**EXERCISE INSTRUCTIONS:** Copy all lines containing the string "Notice" from the records below.

**PROVIDED DATA:**
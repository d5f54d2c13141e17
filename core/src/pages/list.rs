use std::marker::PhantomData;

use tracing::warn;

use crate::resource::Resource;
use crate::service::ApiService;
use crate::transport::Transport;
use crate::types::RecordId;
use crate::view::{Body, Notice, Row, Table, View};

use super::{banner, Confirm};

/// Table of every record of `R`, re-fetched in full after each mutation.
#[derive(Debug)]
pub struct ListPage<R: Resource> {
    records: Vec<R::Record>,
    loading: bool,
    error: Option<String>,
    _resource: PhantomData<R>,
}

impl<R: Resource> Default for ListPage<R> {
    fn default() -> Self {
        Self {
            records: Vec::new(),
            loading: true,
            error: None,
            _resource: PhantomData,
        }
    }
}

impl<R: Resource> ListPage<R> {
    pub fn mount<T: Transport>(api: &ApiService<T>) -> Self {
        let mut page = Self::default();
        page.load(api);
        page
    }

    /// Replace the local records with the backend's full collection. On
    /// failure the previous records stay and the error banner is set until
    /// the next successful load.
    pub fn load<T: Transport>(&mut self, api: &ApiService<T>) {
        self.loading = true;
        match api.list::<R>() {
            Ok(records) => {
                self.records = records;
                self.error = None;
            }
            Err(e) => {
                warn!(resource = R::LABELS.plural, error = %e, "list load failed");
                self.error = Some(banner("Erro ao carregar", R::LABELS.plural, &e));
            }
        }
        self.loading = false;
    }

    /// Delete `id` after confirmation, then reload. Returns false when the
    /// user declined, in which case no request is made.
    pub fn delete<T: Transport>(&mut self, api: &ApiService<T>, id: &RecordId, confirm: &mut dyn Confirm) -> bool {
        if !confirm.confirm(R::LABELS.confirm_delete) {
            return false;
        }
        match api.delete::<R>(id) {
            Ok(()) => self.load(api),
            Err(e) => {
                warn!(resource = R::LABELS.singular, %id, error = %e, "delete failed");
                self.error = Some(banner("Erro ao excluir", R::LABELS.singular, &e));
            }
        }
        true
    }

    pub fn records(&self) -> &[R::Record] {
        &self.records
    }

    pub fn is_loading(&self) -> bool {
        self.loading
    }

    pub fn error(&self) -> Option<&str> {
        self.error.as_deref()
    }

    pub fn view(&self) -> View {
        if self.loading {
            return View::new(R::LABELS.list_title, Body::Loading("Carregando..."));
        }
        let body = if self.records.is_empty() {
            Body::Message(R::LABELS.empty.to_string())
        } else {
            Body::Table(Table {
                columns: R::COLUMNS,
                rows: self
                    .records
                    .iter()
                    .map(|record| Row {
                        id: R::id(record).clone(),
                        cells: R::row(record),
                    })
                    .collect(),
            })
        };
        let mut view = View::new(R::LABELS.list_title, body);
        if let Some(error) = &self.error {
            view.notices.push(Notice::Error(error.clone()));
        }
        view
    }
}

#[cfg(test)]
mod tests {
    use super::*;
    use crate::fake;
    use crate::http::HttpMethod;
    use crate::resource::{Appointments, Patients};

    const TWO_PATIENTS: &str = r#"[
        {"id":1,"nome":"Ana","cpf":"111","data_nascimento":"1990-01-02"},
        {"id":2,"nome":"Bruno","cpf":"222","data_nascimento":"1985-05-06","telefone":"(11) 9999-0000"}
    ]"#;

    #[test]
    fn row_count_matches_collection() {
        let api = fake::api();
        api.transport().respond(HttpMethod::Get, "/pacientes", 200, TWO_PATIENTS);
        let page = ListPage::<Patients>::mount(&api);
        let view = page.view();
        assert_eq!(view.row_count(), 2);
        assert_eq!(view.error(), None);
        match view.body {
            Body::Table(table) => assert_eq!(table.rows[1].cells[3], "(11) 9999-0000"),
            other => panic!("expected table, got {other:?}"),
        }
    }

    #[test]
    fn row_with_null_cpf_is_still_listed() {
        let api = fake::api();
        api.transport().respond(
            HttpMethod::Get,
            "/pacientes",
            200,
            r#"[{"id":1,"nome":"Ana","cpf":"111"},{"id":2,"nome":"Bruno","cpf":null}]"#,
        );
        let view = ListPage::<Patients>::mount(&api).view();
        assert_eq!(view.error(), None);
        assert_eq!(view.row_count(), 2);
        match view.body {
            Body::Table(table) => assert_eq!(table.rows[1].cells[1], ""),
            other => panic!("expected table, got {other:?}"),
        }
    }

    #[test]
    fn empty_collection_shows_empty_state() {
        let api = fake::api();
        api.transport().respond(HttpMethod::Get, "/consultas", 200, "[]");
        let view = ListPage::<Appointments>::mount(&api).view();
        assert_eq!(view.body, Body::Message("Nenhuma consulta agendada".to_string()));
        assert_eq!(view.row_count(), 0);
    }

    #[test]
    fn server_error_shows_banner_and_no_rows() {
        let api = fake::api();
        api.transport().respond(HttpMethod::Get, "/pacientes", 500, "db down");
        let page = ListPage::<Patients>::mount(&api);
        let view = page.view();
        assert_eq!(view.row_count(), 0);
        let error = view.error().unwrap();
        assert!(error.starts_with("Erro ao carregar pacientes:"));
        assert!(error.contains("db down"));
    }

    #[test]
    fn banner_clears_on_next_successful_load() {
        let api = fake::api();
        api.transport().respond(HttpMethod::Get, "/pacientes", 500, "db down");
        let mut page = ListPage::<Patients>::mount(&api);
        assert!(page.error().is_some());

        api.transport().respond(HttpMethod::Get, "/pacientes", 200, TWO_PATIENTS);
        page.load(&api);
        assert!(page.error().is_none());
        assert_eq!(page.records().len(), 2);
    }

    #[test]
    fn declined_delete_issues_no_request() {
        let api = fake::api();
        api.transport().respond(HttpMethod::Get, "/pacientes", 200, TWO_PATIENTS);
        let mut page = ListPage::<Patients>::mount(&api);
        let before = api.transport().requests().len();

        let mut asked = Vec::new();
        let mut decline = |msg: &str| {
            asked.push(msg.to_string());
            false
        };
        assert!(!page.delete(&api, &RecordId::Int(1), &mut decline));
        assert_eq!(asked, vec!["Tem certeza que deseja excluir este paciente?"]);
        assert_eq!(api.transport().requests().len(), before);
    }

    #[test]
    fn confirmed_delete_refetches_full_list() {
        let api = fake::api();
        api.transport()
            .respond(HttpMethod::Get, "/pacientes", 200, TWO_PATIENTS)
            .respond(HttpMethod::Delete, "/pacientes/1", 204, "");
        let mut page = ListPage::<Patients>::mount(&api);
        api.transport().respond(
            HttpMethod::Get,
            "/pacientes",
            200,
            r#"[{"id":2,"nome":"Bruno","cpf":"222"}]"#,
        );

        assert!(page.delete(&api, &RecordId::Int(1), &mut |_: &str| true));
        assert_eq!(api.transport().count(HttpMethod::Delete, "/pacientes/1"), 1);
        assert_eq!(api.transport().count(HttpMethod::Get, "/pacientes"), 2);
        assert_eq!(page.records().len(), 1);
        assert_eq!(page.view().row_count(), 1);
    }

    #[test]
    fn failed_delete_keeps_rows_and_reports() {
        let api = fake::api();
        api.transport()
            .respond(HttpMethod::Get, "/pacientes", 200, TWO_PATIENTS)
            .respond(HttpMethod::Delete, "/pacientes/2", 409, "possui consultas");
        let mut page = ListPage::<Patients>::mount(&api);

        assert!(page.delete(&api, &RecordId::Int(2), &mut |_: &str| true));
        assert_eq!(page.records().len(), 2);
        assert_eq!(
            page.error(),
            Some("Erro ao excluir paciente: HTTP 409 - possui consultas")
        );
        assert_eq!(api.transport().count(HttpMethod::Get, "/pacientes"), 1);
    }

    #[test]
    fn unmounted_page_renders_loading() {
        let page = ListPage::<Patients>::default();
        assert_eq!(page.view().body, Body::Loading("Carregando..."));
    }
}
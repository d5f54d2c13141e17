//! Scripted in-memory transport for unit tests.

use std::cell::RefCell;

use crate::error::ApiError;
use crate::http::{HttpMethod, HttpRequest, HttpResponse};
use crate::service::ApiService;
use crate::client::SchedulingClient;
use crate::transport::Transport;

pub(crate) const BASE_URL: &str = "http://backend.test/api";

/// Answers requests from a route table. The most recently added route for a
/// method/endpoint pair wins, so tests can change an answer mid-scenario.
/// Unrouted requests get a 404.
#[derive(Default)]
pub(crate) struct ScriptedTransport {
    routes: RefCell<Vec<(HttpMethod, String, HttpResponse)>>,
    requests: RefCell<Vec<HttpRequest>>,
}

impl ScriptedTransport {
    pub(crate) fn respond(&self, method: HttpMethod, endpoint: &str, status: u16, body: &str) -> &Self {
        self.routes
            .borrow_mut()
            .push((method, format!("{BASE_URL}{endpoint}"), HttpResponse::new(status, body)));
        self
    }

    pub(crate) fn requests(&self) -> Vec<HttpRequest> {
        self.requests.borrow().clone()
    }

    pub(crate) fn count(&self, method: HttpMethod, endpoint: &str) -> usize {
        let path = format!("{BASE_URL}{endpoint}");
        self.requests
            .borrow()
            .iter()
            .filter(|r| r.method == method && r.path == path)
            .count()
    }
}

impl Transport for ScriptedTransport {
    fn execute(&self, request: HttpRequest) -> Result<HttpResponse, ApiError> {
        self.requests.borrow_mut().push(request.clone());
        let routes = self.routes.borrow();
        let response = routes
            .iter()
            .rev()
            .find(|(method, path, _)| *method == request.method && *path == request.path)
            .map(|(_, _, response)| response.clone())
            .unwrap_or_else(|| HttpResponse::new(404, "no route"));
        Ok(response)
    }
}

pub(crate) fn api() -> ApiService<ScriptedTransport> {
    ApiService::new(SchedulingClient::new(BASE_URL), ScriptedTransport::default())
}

**THE ANSWER:**
use crate::view::{Body, Notice, Row, Table, View};
            view.notices.push(Notice::Error(error.clone()));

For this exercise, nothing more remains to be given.